(Dataset entries)
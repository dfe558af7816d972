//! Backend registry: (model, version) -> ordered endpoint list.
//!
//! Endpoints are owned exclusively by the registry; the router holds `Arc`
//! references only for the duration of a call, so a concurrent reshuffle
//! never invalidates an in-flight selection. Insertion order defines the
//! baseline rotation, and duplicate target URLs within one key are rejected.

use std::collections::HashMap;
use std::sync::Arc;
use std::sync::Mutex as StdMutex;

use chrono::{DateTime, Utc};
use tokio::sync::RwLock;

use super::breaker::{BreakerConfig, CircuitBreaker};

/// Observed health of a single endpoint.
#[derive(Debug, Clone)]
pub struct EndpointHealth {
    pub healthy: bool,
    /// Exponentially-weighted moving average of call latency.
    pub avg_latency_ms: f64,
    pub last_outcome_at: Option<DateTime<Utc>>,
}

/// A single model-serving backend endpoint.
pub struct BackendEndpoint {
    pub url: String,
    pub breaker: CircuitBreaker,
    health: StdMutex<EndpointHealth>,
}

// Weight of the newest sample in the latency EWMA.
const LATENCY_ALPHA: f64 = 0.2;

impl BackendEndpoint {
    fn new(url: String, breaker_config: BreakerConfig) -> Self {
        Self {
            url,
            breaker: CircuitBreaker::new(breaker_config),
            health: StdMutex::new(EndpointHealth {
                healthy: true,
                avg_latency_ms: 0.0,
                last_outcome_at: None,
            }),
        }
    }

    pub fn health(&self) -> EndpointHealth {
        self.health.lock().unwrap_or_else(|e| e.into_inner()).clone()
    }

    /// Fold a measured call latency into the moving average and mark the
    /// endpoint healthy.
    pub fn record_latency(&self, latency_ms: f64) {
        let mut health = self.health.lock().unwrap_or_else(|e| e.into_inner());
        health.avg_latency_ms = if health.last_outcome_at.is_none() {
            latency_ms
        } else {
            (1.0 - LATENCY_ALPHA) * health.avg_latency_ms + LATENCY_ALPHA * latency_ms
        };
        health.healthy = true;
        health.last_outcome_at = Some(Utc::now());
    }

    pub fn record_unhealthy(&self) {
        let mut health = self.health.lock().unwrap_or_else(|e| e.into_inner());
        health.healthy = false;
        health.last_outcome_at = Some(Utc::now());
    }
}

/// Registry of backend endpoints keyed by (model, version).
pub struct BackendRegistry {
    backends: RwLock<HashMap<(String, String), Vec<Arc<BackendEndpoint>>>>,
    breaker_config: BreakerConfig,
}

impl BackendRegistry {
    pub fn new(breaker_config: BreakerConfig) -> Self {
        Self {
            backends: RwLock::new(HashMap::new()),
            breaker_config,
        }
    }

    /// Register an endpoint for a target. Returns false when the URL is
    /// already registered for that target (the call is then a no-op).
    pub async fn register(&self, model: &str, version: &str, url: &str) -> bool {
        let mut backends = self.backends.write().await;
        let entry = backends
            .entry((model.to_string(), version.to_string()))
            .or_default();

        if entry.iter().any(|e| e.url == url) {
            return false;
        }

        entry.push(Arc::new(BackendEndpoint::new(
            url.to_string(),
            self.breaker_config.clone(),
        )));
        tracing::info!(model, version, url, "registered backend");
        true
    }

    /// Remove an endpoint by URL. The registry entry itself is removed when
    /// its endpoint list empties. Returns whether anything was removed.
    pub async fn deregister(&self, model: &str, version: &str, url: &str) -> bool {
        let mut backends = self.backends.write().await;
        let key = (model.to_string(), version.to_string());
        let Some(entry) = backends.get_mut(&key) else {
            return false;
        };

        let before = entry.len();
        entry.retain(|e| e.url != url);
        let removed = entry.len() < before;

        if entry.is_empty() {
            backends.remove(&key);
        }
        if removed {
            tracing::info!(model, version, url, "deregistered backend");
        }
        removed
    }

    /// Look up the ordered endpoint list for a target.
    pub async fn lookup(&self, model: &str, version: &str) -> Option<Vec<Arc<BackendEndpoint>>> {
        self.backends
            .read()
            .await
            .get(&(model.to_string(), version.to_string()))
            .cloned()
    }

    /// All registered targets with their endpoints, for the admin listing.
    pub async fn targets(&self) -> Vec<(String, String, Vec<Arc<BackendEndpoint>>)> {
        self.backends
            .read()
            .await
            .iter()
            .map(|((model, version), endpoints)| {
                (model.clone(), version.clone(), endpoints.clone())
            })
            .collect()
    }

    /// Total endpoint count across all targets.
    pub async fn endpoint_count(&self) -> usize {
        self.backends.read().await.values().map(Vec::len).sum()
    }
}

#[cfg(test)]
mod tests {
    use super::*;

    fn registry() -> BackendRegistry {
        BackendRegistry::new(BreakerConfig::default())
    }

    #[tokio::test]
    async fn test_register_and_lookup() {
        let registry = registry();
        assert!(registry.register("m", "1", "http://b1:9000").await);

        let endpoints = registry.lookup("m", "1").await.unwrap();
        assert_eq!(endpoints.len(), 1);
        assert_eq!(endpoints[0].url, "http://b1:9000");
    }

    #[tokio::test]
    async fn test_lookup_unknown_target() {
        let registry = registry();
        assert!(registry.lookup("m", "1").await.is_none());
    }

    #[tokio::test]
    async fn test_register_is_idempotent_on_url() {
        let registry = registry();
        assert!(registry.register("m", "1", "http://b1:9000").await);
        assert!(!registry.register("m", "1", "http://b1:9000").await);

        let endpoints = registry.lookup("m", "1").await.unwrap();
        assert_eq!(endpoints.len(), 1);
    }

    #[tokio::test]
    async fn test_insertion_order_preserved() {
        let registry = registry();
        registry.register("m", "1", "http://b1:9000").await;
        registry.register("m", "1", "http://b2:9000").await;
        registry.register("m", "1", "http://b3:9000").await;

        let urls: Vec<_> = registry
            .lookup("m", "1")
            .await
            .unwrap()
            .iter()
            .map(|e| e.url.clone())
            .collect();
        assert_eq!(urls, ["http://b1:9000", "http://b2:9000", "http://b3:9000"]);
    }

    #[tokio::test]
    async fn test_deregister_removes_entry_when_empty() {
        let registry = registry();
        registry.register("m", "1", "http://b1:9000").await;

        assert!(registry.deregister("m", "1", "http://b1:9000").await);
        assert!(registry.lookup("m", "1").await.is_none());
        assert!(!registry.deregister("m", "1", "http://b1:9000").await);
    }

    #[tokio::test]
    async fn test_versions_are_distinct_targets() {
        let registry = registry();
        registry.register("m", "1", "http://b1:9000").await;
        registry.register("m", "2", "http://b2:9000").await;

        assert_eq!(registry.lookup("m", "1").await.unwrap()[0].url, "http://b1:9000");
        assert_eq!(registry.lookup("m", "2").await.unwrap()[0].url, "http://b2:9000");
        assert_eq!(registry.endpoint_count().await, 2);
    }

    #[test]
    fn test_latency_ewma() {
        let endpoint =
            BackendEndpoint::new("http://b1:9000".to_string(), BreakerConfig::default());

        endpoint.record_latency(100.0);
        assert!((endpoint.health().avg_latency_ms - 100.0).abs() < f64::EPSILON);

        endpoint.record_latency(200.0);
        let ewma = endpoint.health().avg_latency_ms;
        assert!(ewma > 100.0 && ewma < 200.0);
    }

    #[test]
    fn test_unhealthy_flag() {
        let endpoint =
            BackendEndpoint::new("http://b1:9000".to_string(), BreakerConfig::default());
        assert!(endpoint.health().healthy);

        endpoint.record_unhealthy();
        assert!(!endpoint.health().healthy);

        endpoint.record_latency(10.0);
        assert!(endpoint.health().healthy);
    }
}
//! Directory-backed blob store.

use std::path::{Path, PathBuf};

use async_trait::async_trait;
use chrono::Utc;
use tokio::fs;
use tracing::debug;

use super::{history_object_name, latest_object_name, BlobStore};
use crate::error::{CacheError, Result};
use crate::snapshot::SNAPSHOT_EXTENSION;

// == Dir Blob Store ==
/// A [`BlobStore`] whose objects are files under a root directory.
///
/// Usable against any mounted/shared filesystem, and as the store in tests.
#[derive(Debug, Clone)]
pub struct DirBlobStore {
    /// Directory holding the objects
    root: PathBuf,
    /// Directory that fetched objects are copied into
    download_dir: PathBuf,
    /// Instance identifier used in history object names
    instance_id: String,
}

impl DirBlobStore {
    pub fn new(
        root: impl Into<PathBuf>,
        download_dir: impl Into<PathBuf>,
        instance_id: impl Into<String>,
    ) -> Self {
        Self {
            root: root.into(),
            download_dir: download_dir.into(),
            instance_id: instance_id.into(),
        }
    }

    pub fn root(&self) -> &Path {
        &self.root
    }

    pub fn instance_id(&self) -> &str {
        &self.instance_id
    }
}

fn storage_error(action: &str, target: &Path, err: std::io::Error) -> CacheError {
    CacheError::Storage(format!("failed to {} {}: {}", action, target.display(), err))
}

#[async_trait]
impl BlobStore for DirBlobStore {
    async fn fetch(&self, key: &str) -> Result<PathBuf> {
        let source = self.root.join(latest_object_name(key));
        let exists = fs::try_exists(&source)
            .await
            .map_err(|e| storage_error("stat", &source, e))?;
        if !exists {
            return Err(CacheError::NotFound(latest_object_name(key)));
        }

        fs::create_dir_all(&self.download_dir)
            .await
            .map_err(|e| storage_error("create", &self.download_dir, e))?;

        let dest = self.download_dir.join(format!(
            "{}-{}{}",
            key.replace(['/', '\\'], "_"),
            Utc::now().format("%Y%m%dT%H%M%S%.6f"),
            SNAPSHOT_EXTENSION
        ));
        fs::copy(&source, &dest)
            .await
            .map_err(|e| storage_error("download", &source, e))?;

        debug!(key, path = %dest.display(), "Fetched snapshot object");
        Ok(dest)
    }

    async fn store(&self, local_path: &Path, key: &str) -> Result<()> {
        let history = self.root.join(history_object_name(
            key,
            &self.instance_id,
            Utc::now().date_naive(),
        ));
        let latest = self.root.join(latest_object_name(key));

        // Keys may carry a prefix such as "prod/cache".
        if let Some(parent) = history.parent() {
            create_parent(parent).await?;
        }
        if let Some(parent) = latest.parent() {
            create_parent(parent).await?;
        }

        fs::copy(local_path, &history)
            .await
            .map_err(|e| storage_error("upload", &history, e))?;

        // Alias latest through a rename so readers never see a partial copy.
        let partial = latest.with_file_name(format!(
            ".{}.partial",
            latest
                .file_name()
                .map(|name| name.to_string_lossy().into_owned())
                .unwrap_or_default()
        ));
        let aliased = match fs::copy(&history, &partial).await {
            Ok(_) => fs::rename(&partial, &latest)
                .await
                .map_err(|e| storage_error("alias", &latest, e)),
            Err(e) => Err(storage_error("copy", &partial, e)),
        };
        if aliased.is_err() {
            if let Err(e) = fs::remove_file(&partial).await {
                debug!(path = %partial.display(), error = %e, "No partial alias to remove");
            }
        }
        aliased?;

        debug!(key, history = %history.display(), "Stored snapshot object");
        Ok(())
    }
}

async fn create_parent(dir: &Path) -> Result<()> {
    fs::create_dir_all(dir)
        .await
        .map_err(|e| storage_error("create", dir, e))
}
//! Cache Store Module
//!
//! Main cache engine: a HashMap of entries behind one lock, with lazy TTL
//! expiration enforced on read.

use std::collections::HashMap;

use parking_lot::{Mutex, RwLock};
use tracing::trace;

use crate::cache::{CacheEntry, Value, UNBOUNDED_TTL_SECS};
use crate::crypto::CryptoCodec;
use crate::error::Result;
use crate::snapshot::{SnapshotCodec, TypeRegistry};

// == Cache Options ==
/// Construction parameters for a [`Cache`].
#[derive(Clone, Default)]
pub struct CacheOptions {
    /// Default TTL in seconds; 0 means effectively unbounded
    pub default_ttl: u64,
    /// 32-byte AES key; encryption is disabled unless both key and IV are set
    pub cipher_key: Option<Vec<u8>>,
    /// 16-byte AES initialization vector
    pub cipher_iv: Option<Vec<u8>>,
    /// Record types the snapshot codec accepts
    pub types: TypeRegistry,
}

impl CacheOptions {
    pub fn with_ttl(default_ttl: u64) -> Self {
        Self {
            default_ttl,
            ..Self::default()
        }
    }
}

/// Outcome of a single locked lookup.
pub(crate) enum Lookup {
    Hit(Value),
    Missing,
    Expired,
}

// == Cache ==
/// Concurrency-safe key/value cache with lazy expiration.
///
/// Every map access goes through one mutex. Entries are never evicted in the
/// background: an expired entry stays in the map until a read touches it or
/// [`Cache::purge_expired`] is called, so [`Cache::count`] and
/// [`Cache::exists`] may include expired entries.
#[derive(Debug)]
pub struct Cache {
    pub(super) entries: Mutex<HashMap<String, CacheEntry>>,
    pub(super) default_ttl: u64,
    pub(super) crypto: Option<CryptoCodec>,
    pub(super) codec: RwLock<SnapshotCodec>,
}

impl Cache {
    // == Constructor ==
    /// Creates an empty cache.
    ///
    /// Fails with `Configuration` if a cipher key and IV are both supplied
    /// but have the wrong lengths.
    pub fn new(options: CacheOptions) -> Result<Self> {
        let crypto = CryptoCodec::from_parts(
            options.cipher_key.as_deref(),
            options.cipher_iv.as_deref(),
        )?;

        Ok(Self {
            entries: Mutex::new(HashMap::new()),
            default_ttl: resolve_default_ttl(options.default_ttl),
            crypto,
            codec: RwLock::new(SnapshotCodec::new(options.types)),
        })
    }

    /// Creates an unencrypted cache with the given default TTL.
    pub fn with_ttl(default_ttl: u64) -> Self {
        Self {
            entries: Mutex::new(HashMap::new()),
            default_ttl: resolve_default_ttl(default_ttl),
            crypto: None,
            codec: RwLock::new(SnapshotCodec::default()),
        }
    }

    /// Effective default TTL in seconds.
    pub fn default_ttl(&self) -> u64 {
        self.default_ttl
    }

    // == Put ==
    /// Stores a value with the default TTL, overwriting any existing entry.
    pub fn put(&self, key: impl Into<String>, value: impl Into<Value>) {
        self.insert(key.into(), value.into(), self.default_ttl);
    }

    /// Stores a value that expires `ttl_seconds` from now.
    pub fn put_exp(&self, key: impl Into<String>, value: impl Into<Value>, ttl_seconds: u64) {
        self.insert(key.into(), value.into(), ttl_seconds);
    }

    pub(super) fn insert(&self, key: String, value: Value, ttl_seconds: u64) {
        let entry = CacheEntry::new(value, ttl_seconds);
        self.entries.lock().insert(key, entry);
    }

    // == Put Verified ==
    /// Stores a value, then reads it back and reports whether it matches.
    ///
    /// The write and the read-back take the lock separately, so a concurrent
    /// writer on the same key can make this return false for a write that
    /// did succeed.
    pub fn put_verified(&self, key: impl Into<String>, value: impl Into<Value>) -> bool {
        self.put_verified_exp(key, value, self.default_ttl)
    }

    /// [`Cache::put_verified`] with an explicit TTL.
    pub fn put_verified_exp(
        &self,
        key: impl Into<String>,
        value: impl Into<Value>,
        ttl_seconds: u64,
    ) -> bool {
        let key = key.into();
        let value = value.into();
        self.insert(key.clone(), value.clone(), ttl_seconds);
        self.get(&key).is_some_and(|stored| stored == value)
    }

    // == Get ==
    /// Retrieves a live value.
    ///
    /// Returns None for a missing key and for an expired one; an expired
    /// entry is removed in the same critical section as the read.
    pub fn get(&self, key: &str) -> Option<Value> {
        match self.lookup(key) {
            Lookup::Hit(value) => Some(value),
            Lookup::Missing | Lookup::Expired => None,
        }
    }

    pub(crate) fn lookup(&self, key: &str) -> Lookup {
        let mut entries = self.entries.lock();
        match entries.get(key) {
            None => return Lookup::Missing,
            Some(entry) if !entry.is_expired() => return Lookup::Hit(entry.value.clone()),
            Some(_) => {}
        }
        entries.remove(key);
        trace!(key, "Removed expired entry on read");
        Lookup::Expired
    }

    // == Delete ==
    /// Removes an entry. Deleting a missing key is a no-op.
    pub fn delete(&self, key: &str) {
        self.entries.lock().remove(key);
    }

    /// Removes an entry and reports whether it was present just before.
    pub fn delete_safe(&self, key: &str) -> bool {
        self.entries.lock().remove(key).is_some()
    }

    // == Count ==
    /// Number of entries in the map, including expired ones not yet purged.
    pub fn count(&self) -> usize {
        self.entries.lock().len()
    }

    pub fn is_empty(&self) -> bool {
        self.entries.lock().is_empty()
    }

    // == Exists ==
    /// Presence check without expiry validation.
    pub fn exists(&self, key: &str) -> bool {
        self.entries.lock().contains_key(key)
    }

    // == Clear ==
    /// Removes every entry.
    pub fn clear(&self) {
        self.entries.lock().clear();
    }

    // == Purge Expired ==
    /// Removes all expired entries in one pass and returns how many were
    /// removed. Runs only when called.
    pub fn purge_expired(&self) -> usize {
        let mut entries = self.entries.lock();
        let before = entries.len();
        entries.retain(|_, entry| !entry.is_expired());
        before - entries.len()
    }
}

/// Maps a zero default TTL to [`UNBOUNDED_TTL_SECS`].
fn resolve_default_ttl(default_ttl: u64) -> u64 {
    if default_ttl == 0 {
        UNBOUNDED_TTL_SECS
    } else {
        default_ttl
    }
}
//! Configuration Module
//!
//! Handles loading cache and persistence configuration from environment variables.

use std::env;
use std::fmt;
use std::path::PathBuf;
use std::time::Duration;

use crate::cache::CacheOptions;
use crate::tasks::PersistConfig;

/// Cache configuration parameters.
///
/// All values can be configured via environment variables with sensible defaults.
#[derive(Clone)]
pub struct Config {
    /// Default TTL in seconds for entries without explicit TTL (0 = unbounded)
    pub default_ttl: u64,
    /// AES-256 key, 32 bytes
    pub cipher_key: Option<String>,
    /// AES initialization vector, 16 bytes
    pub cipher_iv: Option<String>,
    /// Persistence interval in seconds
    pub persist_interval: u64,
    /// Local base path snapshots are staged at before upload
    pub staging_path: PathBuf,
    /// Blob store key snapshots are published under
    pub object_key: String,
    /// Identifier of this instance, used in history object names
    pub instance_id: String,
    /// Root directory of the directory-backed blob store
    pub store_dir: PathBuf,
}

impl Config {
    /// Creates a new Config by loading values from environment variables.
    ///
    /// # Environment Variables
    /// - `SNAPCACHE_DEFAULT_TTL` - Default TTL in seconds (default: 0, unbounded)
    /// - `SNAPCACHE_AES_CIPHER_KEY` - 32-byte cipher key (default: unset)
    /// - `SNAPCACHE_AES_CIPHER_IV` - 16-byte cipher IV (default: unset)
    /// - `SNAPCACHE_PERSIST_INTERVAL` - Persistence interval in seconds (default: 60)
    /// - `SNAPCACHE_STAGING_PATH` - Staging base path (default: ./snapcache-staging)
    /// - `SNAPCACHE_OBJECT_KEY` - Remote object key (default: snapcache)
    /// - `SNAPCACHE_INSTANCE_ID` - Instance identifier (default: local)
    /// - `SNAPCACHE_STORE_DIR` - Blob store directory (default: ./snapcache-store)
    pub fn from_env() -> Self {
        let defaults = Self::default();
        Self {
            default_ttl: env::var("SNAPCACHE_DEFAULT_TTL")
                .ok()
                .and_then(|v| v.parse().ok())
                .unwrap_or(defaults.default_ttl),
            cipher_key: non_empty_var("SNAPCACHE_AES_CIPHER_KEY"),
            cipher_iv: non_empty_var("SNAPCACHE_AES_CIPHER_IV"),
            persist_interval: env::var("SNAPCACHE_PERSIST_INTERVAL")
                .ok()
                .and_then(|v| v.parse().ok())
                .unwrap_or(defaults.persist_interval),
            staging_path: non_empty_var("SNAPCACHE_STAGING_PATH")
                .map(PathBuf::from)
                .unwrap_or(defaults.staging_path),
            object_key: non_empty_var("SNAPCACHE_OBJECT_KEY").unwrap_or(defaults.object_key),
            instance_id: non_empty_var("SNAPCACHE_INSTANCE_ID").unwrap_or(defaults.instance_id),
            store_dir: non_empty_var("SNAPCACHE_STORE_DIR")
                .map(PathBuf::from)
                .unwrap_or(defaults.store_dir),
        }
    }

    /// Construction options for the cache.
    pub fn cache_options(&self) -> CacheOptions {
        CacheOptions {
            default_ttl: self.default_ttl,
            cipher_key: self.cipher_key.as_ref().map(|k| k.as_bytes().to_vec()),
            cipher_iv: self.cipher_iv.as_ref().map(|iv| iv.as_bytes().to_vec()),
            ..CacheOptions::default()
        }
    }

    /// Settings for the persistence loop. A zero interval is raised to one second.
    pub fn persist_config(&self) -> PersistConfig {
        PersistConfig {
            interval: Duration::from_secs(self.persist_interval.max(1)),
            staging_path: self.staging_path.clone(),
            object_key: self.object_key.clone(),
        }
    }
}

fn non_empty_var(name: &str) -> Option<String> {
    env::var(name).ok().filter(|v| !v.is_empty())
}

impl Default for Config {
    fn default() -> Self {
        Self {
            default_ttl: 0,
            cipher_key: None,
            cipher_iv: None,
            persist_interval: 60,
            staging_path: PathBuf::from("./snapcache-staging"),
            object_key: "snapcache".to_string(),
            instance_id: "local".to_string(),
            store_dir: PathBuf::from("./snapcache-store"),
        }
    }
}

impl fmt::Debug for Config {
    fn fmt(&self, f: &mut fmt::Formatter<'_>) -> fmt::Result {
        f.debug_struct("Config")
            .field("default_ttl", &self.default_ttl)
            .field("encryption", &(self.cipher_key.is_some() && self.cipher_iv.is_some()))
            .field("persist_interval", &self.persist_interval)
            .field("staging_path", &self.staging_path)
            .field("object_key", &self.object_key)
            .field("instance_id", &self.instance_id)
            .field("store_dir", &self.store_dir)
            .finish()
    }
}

* _What this task involves_
Exactly as they stand, set down the lines from the top of the data through the line with "order defines the".

* _Solution for this task_
repository dfe558af7816d972
//! Backend registry: (model, version) -> ordered endpoint list.
//!
//! Endpoints are owned exclusively by the registry; the router holds `Arc`
//! references only for the duration of a call, so a concurrent reshuffle
//! never invalidates an in-flight selection. Insertion order defines the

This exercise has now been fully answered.